YOUR INSTRUCTIONS
Go through the data line by line from the top, retyping each exactly, and end with the line that contains "to call repeatedly.".

TASK DATA
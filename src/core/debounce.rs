//! Trailing-edge debouncing on the tokio timer.
//!
//! Every [`Debouncer::trigger`] aborts the previously scheduled run and
//! schedules a new one `delay` later, so a burst of triggers collapses into a
//! single callback carrying the arguments of the last trigger.

use std::sync::Arc;
use std::time::Duration;
use tokio::task::JoinHandle;

pub struct Debouncer<T> {
    delay: Duration,
    callback: Arc<dyn Fn(T) + Send + Sync>,
    pending: Option<JoinHandle<()>>,
}

impl<T> std::fmt::Debug for Debouncer<T> {
    fn fmt(&self, f: &mut std::fmt::Formatter<'_>) -> std::fmt::Result {
        f.debug_struct("Debouncer")
            .field("delay", &self.delay)
            .field("pending", &self.is_pending())
            .finish()
    }
}

impl<T: Send + 'static> Debouncer<T> {
    pub fn new<F>(delay: Duration, callback: F) -> Self
    where
        F: Fn(T) + Send + Sync + 'static,
    {
        Self {
            delay,
            callback: Arc::new(callback),
            pending: None,
        }
    }

    /// Restart the quiet period with `args` as the payload.
    ///
    /// Must be called from within a tokio runtime.
    pub fn trigger(&mut self, args: T) {
        self.cancel();

        let callback = Arc::clone(&self.callback);
        let delay = self.delay;
        self.pending = Some(tokio::spawn(async move {
            tokio::time::sleep(delay).await;
            callback(args);
        }));
    }
}

impl<T> Debouncer<T> {
    /// Drop the scheduled run, if any. Safe to call repeatedly.
    pub fn cancel(&mut self) {
        if let Some(handle) = self.pending.take() {
            handle.abort();
        }
    }

    pub fn is_pending(&self) -> bool {
        self.pending
            .as_ref()
            .is_some_and(|handle| !handle.is_finished())
    }
}

impl<T> Drop for Debouncer<T> {
    fn drop(&mut self) {
        self.cancel();
    }
}
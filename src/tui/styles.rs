//! Shared style definitions for the search box.

use ratatui::style::{Color, Modifier, Style};

pub const BORDER_FOCUSED: Style = Style::new().fg(Color::Cyan);

pub const BORDER_UNFOCUSED: Style = Style::new().fg(Color::DarkGray);

#[inline]
pub fn border_style(focused: bool) -> Style {
    if focused {
        BORDER_FOCUSED
    } else {
        BORDER_UNFOCUSED
    }
}

/// Style for the highlighted candidate row.
pub fn row_highlight_style() -> Style {
    Style::default()
        .fg(Color::Black)
        .bg(Color::Cyan)
        .add_modifier(Modifier::BOLD)
}

pub const HIGHLIGHT_SYMBOL: &str = "▶ ";

/// Dimmed hint text.
pub const TEXT_DIM: Style = Style::new().fg(Color::DarkGray);

/// Loading text.
pub const TEXT_WARNING: Style = Style::new().fg(Color::Yellow);

pub const TEXT_ERROR: Style = Style::new().fg(Color::Red);

pub const TEXT_SUCCESS: Style = Style::new().fg(Color::Green);

pub fn title_style() -> Style {
    Style::default()
        .fg(Color::Cyan)
        .add_modifier(Modifier::BOLD)
}

pub const KEY_HINT: Style = Style::new().fg(Color::Yellow);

YOUR SOLUTION
filename src/core/debounce.rs
//! Trailing-edge debouncing on the tokio timer.
//!
//! Every [`Debouncer::trigger`] aborts the previously scheduled run and
//! schedules a new one `delay` later, so a burst of triggers collapses into a
//! single callback carrying the arguments of the last trigger.

use std::sync::Arc;
use std::time::Duration;
use tokio::task::JoinHandle;

pub struct Debouncer<T> {
    delay: Duration,
    callback: Arc<dyn Fn(T) + Send + Sync>,
    pending: Option<JoinHandle<()>>,
}

impl<T> std::fmt::Debug for Debouncer<T> {
    fn fmt(&self, f: &mut std::fmt::Formatter<'_>) -> std::fmt::Result {
        f.debug_struct("Debouncer")
            .field("delay", &self.delay)
            .field("pending", &self.is_pending())
            .finish()
    }
}

impl<T: Send + 'static> Debouncer<T> {
    pub fn new<F>(delay: Duration, callback: F) -> Self
    where
        F: Fn(T) + Send + Sync + 'static,
    {
        Self {
            delay,
            callback: Arc::new(callback),
            pending: None,
        }
    }

    /// Restart the quiet period with `args` as the payload.
    ///
    /// Must be called from within a tokio runtime.
    pub fn trigger(&mut self, args: T) {
        self.cancel();

        let callback = Arc::clone(&self.callback);
        let delay = self.delay;
        self.pending = Some(tokio::spawn(async move {
            tokio::time::sleep(delay).await;
            callback(args);
        }));
    }
}

impl<T> Debouncer<T> {
    /// Drop the scheduled run, if any. Safe to call repeatedly.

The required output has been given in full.